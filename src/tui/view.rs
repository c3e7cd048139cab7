//! Terminal drawing of the session view

use ratatui::{
    layout::{Alignment, Constraint, Direction, Layout, Rect},
    style::{Color, Modifier, Style},
    symbols::Marker,
    text::{Line as TextLine, Span},
    widgets::{
        canvas::{Canvas, Circle, Line, Points},
        Block, Borders, Clear, Paragraph, Wrap,
    },
    Frame,
};

use crate::game::{InputMethod, Role, View};
use crate::input::KnobOffset;
use crate::render::{DrawCmd, Rgba, CANVAS_SIZE};

/// Discs at least this large are drawn as outlines (the capture radius)
const OUTLINE_RADIUS: f64 = 15.0;

/// Screen regions the input mapping needs after a draw
#[derive(Debug, Clone, Copy, Default)]
pub struct Regions {
    pub joystick: Rect,
}

/// Premultiply against the black terminal background
pub fn blend(color: Rgba) -> Color {
    let a = color.a.clamp(0.0, 1.0);
    let scale = |c: u8| (c as f64 * a).round() as u8;
    Color::Rgb(scale(color.r), scale(color.g), scale(color.b))
}

fn role_color(role: Role) -> Color {
    match role {
        Role::Predator => Color::Red,
        Role::Prey => Color::Blue,
    }
}

pub fn draw(frame: &mut Frame, view: &View, name_input: &str) -> Regions {
    let columns = Layout::default()
        .direction(Direction::Horizontal)
        .constraints([Constraint::Min(40), Constraint::Length(34)])
        .split(frame.area());

    draw_canvas(frame, columns[0], view);
    let regions = draw_panel(frame, columns[1], view);

    if let Some(step) = view.hud.countdown {
        let area = centered(columns[0], 12, 3);
        frame.render_widget(Clear, area);
        frame.render_widget(
            Paragraph::new(step.label())
                .alignment(Alignment::Center)
                .style(Style::default().add_modifier(Modifier::BOLD))
                .block(Block::default().borders(Borders::ALL)),
            area,
        );
    }

    draw_toasts(frame, columns[0], view);

    if view.hud.splash {
        let area = centered(frame.area(), 40, 5);
        frame.render_widget(Clear, area);
        frame.render_widget(
            Paragraph::new("Press Enter to start")
                .alignment(Alignment::Center)
                .block(
                    Block::default()
                        .borders(Borders::ALL)
                        .title("Prey-Predator Game"),
                ),
            area,
        );
    } else if let Some(modal) = &view.hud.name_modal {
        let area = centered(frame.area(), 40, 6);
        let mut lines = vec![
            TextLine::from("Enter your name (1-10 characters):"),
            TextLine::from(Span::styled(
                format!("> {name_input}_"),
                Style::default().add_modifier(Modifier::BOLD),
            )),
        ];
        if let Some(alert) = &modal.alert {
            lines.push(TextLine::from(Span::styled(
                alert.clone(),
                Style::default().fg(Color::Yellow),
            )));
        }
        frame.render_widget(Clear, area);
        frame.render_widget(
            Paragraph::new(lines).block(Block::default().borders(Borders::ALL).title("Player")),
            area,
        );
    }

    regions
}

fn draw_canvas(frame: &mut Frame, area: Rect, view: &View) {
    let scene = &view.scene;
    let canvas = Canvas::default()
        .block(Block::default().borders(Borders::ALL).title(view.hud.title()))
        .marker(Marker::Braille)
        .x_bounds([0.0, CANVAS_SIZE])
        .y_bounds([0.0, CANVAS_SIZE])
        .paint(move |ctx| {
            // canvas y grows upward, scene pixels grow downward
            let flip = |(x, y): (f64, f64)| (x, CANVAS_SIZE - y);
            for cmd in scene.commands() {
                match cmd {
                    DrawCmd::Clear => {}
                    DrawCmd::Polyline { points, color, .. } => {
                        for pair in points.windows(2) {
                            let (x1, y1) = flip(pair[0]);
                            let (x2, y2) = flip(pair[1]);
                            ctx.draw(&Line::new(x1, y1, x2, y2, blend(*color)));
                        }
                    }
                    DrawCmd::Circle {
                        center,
                        radius,
                        color,
                    } => {
                        let (x, y) = flip(*center);
                        let color = blend(*color);
                        ctx.draw(&Circle {
                            x,
                            y,
                            radius: *radius,
                            color,
                        });
                        if *radius < OUTLINE_RADIUS {
                            ctx.draw(&Circle {
                                x,
                                y,
                                radius: radius / 2.0,
                                color,
                            });
                            ctx.draw(&Points {
                                coords: &[(x, y)],
                                color,
                            });
                        }
                    }
                }
            }
        });
    frame.render_widget(canvas, area);
}

fn draw_panel(frame: &mut Frame, area: Rect, view: &View) -> Regions {
    let rows = Layout::default()
        .direction(Direction::Vertical)
        .constraints([
            Constraint::Length(7),
            Constraint::Min(4),
            Constraint::Length(12),
            Constraint::Length(7),
        ])
        .split(area);

    let hud = &view.hud;
    let timer = match &hud.timer {
        Some(timer) => Span::styled(
            timer.text(),
            Style::default().fg(if timer.urgent { Color::Red } else { Color::Green }),
        ),
        None => Span::raw("Time left: --"),
    };
    let input = match hud.input_method {
        InputMethod::Keyboard => "keyboard",
        InputMethod::Joystick => "joystick",
    };
    let info = vec![
        TextLine::from(vec![
            Span::raw("Role: "),
            Span::styled(hud.role.label(), Style::default().fg(role_color(hud.role))),
        ]),
        TextLine::from(format!(
            "Player: {}",
            hud.player_name.as_deref().unwrap_or("-")
        )),
        TextLine::from(format!("Input: {input}")),
        TextLine::from(timer),
    ];
    frame.render_widget(
        Paragraph::new(info).block(Block::default().borders(Borders::ALL).title("Game")),
        rows[0],
    );

    frame.render_widget(
        Paragraph::new(hud.status.clone())
            .wrap(Wrap { trim: true })
            .block(Block::default().borders(Borders::ALL).title("Status")),
        rows[1],
    );

    let joystick = draw_joystick(frame, rows[2], hud.knob);

    let help = vec![
        TextLine::from("arrows  move"),
        TextLine::from("mouse   drag joystick"),
        TextLine::from("r reset  s switch role"),
        TextLine::from("k keyboard  j joystick  q quit"),
    ];
    frame.render_widget(
        Paragraph::new(help).block(Block::default().borders(Borders::ALL).title("Keys")),
        rows[3],
    );

    Regions { joystick }
}

/// Draw the stick and return its inner area for pointer mapping
fn draw_joystick(frame: &mut Frame, area: Rect, knob: KnobOffset) -> Rect {
    let block = Block::default().borders(Borders::ALL).title("Joystick");
    let inner = block.inner(area);
    let radius = crate::game::session::JOYSTICK_RADIUS;

    let canvas = Canvas::default()
        .block(block)
        .marker(Marker::Braille)
        .x_bounds([-radius, radius])
        .y_bounds([-radius, radius])
        .paint(move |ctx| {
            ctx.draw(&Circle {
                x: 0.0,
                y: 0.0,
                radius,
                color: Color::Gray,
            });
            ctx.draw(&Circle {
                x: knob.x,
                y: -knob.y,
                radius: radius / 4.0,
                color: Color::White,
            });
        });
    frame.render_widget(canvas, area);
    inner
}

fn draw_toasts(frame: &mut Frame, area: Rect, view: &View) {
    for (i, toast) in view.hud.toasts.iter().rev().take(3).enumerate() {
        let width = (toast.message.chars().count() as u16 + 4).min(area.width);
        let y = area.y + 1 + i as u16 * 3;
        if y + 3 > area.y + area.height {
            break;
        }
        let rect = Rect::new(area.x + area.width.saturating_sub(width + 1), y, width, 3);
        frame.render_widget(Clear, rect);
        frame.render_widget(
            Paragraph::new(toast.message.clone()).block(Block::default().borders(Borders::ALL)),
            rect,
        );
    }
}

fn centered(area: Rect, width: u16, height: u16) -> Rect {
    let width = width.min(area.width);
    let height = height.min(area.height);
    Rect::new(
        area.x + (area.width - width) / 2,
        area.y + (area.height - height) / 2,
        width,
        height,
    )
}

THE TASK
Using the listing above, show each line with the word "styled" in it.

SOLUTION TO THE PROBLEM
            TextLine::from(Span::styled(
            lines.push(TextLine::from(Span::styled(
        Some(timer) => Span::styled(
            Span::styled(hud.role.label(), Style::default().fg(role_color(hud.role))),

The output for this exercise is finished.